Models slow on M1 Pro 16gb

zzif · December 18, 2023, 2:01am

Hi All, I am enjoying the transformers library but unfortunately it is very slow. It takes 15-30 minutes for a small request with llama7b. In comparison, this takes a few seconds when I run it with ollama.ai. My setup is just using the pipeline method, has anyone else seen issues? My setup is:

conda create --name pytorch39 python=3.9
conda activate pytorch39
conda install -c huggingface transformers 
conda install pytorch-nightly::pytorch torchvision torchaudio -c pytorch-nightly
conda install -c anaconda pillow libtiff
conda install -c conda-forge accelerate einops
huggingface-cli login

from transformers import pipeline
from transformers import AutoTokenizer
import transformers
import torch
transformers.logging.set_verbosity_debug()

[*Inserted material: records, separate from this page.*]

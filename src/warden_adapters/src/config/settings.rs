use std::path::PathBuf;

use config::{Config, ConfigError, Environment, File};
use secrecy::Secret;
use serde::Deserialize;
use warden_core::{LockoutPolicy, PasswordPolicy};

use crate::config::constants::{defaults, env};

#[derive(Debug, Clone, Deserialize)]
pub struct AuthServiceSetting {
    pub application: ApplicationSettings,
    pub jwt: JwtSettings,
    pub lockout: LockoutPolicy,
    pub password_policy: PasswordPolicy,
    pub hashing: HashingSettings,
    pub postgres: PostgresSettings,
}

#[derive(Debug, Clone, Deserialize)]
pub struct ApplicationSettings {
    pub address: String,
    pub allowed_origins: AllowedOrigins,
}

#[derive(Debug, Clone, Deserialize)]
pub struct JwtSettings {
    pub secret: Secret<String>,
    pub issuer: String,
    pub audience: String,
    pub access_token_ttl_seconds: i64,
    pub refresh_token_ttl_days: i64,
}

/// Argon2id cost parameters.
#[derive(Debug, Clone, Copy, Deserialize)]
pub struct HashingSettings {
    pub memory_kib: u32,
    pub iterations: u32,
    pub parallelism: u32,
}

impl Default for HashingSettings {
    fn default() -> Self {
        Self {
            memory_kib: defaults::HASH_MEMORY_KIB,
            iterations: defaults::HASH_ITERATIONS,
            parallelism: defaults::HASH_PARALLELISM,
        }
    }
}

#[derive(Debug, Clone, Deserialize)]
pub struct PostgresSettings {
    pub url: Secret<String>,
    pub max_connections: u32,
}

/// Origins allowed by the CORS layer. Accepts a JSON list or, from the
/// environment, a comma separated string.
#[derive(Debug, Clone, Default, Deserialize)]
#[serde(from = "OriginsRepr")]
pub struct AllowedOrigins(Vec<String>);

#[derive(Deserialize)]
#[serde(untagged)]
enum OriginsRepr {
    List(Vec<String>),
    Joined(String),
}

impl From<OriginsRepr> for AllowedOrigins {
    fn from(repr: OriginsRepr) -> Self {
        let origins = match repr {
            OriginsRepr::List(list) => list,
            OriginsRepr::Joined(joined) => joined.split(',').map(str::to_string).collect(),
        };
        Self::new(origins)
    }
}

impl AllowedOrigins {
    pub fn new<I, S>(origins: I) -> Self
    where
        I: IntoIterator<Item = S>,
        S: Into<String>,
    {
        Self(
            origins
                .into_iter()
                .map(Into::into)
                .map(|o| o.trim().trim_end_matches('/').to_string())
                .filter(|o| !o.is_empty())
                .collect(),
        )
    }

    pub fn contains(&self, origin: &str) -> bool {
        let origin = origin.trim_end_matches('/');
        self.0.iter().any(|allowed| allowed == origin)
    }

    pub fn is_empty(&self) -> bool {
        self.0.is_empty()
    }
}

impl AuthServiceSetting {
    /// Layered load: built-in defaults, then `config/base.json` and
    /// `config/{APP_ENVIRONMENT}.json` if present, then `WARDEN__*`
    /// environment variables. `JWT_SECRET` and `DATABASE_URL` override
    /// everything else when set.
    pub fn load() -> Result<Self, ConfigError> {
        dotenvy::dotenv().ok();

        let config_dir = std::env::var(env::CONFIG_DIR_ENV_VAR)
            .map(PathBuf::from)
            .unwrap_or_else(|_| PathBuf::from(defaults::CONFIG_DIR));
        let environment = std::env::var(env::APP_ENVIRONMENT_ENV_VAR)
            .unwrap_or_else(|_| defaults::APP_ENVIRONMENT.to_string());

        let settings = Self::defaults()?
            .add_source(File::from(config_dir.join("base.json")).required(false))
            .add_source(File::from(config_dir.join(format!("{environment}.json"))).required(false))
            .add_source(
                Environment::with_prefix(env::PREFIX)
                    .prefix_separator("__")
                    .separator("__")
                    .try_parsing(true),
            )
            .set_override_option("jwt.secret", std::env::var(env::JWT_SECRET_ENV_VAR).ok())?
            .set_override_option("postgres.url", std::env::var(env::DATABASE_URL_ENV_VAR).ok())?
            .build()?;

        settings.try_deserialize()
    }

    fn defaults() -> Result<config::ConfigBuilder<config::builder::DefaultState>, ConfigError> {
        let lockout = LockoutPolicy::default();
        let policy = PasswordPolicy::default();
        let hashing = HashingSettings::default();

        Config::builder()
            .set_default("application.address", defaults::APP_ADDRESS)?
            .set_default("application.allowed_origins", Vec::<String>::new())?
            .set_default("jwt.issuer", defaults::JWT_ISSUER)?
            .set_default("jwt.audience", defaults::JWT_AUDIENCE)?
            .set_default("jwt.access_token_ttl_seconds", defaults::ACCESS_TOKEN_TTL_SECONDS)?
            .set_default("jwt.refresh_token_ttl_days", defaults::REFRESH_TOKEN_TTL_DAYS)?
            .set_default("lockout.max_failed_attempts", i64::from(lockout.max_failed_attempts))?
            .set_default("lockout.lockout_minutes", lockout.lockout_minutes)?
            .set_default("password_policy.min_length", policy.min_length as i64)?
            .set_default("password_policy.require_uppercase", policy.require_uppercase)?
            .set_default("password_policy.require_lowercase", policy.require_lowercase)?
            .set_default("password_policy.require_digit", policy.require_digit)?
            .set_default("password_policy.require_symbol", policy.require_symbol)?
            .set_default("hashing.memory_kib", i64::from(hashing.memory_kib))?
            .set_default("hashing.iterations", i64::from(hashing.iterations))?
            .set_default("hashing.parallelism", i64::from(hashing.parallelism))?
            .set_default("postgres.max_connections", defaults::PG_MAX_CONNECTIONS)
    }
}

model = "meta-llama/Llama-2-7b-chat-hf" # meta-llama/Llama-2-7b-hf
llama_pipeline = pipeline(
    "text-generation",
    model=model,
    torch_dtype=torch.float16,
    device_map="auto",
)

tokenizer = AutoTokenizer.from_pretrained(model, use_auth_token=True)

prompt = 'Can you explain why grass is green?'
sequences = llama_pipeline(
    prompt,
    top_k=10,
    num_return_sequences=1,
    eos_token_id=tokenizer.eos_token_id,
    max_length=256,
)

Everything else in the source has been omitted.